Exercise objective:
The answer must consist of every line from the entries that holds the word "cannot".

Entries provided:
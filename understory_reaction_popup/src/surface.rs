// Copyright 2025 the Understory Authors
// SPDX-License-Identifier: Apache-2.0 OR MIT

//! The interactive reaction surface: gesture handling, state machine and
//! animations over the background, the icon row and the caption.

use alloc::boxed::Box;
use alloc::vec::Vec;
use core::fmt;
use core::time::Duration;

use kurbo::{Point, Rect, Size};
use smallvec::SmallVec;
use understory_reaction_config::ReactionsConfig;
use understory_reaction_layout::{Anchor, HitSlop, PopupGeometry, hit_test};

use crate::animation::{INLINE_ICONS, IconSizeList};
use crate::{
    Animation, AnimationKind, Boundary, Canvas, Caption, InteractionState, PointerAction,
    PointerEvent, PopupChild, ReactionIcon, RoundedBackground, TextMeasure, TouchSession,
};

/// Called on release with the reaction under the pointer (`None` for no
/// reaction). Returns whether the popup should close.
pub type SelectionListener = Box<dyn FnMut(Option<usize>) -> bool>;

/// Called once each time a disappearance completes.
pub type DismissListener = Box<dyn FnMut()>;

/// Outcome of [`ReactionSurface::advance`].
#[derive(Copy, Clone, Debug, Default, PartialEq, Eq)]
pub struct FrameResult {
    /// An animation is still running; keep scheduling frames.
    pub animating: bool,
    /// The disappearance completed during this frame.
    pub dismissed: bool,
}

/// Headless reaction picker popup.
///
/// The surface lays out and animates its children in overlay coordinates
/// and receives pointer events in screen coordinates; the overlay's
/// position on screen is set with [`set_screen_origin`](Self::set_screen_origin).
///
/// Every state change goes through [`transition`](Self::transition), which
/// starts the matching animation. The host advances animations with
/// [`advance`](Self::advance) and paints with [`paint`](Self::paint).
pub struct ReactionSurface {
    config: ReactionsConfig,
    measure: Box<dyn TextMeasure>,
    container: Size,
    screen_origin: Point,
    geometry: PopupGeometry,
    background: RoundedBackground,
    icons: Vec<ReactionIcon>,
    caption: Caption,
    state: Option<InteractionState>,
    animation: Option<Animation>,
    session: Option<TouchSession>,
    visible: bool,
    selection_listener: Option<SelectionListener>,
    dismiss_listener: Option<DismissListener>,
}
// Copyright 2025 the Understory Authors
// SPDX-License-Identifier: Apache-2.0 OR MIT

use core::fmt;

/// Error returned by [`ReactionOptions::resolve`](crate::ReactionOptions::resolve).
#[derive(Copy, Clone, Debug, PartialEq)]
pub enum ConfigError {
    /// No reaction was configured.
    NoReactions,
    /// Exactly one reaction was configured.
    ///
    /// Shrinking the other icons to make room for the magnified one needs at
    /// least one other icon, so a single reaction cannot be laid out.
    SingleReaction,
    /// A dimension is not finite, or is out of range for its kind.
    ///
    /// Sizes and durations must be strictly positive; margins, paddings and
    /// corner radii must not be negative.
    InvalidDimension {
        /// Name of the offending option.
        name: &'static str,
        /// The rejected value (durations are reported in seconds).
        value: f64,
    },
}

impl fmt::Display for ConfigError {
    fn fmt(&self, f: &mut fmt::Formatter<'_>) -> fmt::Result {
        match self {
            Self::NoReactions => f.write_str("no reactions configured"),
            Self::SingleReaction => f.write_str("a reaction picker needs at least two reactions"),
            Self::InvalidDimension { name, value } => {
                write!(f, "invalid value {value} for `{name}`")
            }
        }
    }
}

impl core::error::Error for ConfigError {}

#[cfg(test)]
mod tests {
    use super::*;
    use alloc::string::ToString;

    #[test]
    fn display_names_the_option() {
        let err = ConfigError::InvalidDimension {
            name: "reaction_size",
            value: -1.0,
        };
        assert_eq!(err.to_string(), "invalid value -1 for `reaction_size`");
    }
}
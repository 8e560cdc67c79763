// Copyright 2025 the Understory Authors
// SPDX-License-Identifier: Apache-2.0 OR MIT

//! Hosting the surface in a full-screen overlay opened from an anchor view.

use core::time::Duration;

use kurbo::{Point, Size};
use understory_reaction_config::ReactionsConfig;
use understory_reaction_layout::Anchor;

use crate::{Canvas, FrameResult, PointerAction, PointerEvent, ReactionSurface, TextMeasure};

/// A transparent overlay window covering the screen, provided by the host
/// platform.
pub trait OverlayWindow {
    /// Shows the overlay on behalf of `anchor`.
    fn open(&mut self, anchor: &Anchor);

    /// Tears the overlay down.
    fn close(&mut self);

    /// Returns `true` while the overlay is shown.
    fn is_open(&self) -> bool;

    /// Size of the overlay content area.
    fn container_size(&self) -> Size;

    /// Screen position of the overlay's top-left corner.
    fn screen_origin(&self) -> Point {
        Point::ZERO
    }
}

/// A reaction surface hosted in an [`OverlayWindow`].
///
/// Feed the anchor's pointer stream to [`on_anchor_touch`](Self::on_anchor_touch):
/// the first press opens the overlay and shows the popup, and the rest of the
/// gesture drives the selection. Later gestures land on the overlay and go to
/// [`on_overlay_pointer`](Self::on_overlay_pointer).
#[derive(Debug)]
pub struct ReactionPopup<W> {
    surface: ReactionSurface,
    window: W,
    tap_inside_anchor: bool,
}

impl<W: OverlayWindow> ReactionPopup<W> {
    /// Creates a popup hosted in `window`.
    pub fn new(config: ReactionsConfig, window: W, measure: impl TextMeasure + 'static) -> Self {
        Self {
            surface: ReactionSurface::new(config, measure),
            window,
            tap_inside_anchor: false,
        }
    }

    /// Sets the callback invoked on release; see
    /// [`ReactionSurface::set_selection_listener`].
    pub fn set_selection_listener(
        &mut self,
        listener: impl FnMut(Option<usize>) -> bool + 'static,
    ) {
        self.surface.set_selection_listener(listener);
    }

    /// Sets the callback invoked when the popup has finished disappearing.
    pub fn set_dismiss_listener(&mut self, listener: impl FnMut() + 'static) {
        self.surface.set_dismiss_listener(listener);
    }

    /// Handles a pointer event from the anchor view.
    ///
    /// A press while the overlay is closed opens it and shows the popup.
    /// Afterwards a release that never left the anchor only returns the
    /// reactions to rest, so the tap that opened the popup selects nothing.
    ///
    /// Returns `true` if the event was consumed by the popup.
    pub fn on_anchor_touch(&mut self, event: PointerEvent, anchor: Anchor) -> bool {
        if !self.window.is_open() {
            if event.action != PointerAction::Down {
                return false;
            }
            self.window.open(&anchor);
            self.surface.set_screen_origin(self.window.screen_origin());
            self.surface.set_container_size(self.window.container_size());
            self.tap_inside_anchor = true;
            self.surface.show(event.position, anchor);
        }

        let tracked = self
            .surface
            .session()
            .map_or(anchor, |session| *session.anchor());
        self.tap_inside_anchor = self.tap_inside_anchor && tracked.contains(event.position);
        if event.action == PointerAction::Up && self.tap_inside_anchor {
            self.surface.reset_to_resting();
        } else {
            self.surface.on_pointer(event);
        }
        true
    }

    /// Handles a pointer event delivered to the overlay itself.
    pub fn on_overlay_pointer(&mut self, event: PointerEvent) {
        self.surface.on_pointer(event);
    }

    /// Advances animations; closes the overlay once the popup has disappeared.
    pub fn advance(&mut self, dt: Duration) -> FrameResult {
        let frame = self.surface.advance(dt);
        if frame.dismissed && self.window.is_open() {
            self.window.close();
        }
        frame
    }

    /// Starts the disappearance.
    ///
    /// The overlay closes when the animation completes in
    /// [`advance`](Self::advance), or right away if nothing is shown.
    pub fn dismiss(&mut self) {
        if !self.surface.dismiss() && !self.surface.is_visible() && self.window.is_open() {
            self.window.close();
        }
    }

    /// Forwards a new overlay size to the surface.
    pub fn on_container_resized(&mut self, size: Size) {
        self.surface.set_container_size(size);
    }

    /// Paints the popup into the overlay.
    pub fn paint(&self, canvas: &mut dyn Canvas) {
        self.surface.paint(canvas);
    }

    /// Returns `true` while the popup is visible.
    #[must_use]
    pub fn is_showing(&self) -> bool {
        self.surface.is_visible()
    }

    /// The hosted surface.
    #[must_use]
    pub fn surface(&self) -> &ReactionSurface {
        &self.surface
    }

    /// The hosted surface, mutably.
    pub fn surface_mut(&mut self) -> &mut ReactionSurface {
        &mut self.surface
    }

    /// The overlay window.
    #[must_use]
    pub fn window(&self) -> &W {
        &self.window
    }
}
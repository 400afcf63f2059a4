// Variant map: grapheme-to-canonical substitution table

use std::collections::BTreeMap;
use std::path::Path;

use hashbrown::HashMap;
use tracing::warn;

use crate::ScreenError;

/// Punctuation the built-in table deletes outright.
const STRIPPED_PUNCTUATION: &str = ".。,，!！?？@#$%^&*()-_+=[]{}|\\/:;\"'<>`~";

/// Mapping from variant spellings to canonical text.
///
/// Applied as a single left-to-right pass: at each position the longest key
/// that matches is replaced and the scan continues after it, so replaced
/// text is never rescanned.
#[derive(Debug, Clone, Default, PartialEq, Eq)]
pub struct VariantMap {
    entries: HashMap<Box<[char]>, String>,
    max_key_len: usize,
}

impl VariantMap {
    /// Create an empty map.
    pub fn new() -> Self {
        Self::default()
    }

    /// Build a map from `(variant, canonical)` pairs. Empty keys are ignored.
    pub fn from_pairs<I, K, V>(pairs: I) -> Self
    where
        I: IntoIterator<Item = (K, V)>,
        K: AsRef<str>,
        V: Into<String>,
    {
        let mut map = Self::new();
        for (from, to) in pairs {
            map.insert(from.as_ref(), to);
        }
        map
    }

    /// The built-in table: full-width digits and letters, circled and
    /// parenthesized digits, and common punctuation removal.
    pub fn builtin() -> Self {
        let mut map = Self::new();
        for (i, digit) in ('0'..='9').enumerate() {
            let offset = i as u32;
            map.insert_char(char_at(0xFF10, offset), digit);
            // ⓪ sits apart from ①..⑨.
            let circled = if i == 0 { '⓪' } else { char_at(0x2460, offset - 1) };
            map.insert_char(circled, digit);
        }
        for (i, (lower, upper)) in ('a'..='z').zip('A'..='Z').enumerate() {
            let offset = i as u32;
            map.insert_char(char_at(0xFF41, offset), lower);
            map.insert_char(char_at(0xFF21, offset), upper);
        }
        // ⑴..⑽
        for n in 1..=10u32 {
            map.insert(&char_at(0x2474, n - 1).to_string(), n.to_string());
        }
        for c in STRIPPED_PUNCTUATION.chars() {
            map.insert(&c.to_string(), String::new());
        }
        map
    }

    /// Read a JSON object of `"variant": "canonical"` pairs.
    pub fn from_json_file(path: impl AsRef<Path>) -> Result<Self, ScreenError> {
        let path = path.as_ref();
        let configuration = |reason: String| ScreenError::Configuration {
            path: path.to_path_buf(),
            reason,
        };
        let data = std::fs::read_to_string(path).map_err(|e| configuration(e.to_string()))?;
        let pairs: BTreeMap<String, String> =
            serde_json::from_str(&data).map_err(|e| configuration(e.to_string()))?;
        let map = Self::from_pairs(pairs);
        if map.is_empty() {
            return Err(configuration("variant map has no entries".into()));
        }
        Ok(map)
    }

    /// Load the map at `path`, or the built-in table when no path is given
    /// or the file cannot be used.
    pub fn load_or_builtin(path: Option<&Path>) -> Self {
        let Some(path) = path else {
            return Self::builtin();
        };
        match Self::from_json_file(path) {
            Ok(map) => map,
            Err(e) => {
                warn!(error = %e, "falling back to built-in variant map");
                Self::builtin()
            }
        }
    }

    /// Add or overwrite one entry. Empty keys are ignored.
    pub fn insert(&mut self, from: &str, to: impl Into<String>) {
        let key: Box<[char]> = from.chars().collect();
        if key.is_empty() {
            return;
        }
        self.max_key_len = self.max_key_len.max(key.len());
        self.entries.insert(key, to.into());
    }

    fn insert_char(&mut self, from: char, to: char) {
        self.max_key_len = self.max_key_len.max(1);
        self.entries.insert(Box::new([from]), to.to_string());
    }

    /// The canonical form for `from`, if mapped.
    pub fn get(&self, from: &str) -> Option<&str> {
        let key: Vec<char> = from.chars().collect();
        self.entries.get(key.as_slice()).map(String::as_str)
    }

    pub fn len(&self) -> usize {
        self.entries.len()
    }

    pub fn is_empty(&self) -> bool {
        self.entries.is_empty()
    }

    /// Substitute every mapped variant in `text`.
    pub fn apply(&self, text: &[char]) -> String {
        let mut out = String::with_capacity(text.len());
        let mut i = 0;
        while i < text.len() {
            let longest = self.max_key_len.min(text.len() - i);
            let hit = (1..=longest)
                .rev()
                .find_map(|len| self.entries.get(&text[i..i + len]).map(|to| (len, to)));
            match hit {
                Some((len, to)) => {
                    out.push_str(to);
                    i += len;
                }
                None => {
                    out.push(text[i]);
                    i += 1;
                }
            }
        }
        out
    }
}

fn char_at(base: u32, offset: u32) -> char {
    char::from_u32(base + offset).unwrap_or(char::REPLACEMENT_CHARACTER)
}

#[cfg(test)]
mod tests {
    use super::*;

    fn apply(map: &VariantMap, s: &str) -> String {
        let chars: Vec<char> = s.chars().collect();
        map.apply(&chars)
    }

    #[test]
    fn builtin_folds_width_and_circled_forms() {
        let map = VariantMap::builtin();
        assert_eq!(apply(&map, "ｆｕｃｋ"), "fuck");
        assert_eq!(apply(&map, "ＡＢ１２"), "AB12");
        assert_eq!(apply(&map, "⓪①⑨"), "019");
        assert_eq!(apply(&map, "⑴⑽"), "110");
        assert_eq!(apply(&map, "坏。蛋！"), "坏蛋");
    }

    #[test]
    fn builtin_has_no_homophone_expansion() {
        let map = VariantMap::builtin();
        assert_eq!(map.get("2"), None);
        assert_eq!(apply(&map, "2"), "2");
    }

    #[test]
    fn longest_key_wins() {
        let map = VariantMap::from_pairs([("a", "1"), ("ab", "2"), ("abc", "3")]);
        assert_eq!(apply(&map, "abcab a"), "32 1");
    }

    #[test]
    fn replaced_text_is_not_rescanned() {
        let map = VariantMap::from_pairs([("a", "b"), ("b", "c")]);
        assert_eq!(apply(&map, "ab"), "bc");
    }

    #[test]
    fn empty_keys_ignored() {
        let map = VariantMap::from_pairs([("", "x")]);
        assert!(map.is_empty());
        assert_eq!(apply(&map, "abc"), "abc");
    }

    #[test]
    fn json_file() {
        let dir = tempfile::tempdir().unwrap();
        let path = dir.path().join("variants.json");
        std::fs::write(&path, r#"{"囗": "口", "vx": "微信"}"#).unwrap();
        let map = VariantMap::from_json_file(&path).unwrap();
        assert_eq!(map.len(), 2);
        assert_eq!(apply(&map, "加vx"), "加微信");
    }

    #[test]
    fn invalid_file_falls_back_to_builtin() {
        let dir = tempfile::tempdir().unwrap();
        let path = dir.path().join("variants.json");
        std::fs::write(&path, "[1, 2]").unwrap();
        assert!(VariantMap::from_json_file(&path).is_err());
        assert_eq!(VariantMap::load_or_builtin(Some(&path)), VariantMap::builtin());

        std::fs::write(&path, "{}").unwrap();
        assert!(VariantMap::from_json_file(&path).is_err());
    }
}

Solution to the exercise:
    /// least one other icon, so a single reaction cannot be laid out.
    /// or the file cannot be used.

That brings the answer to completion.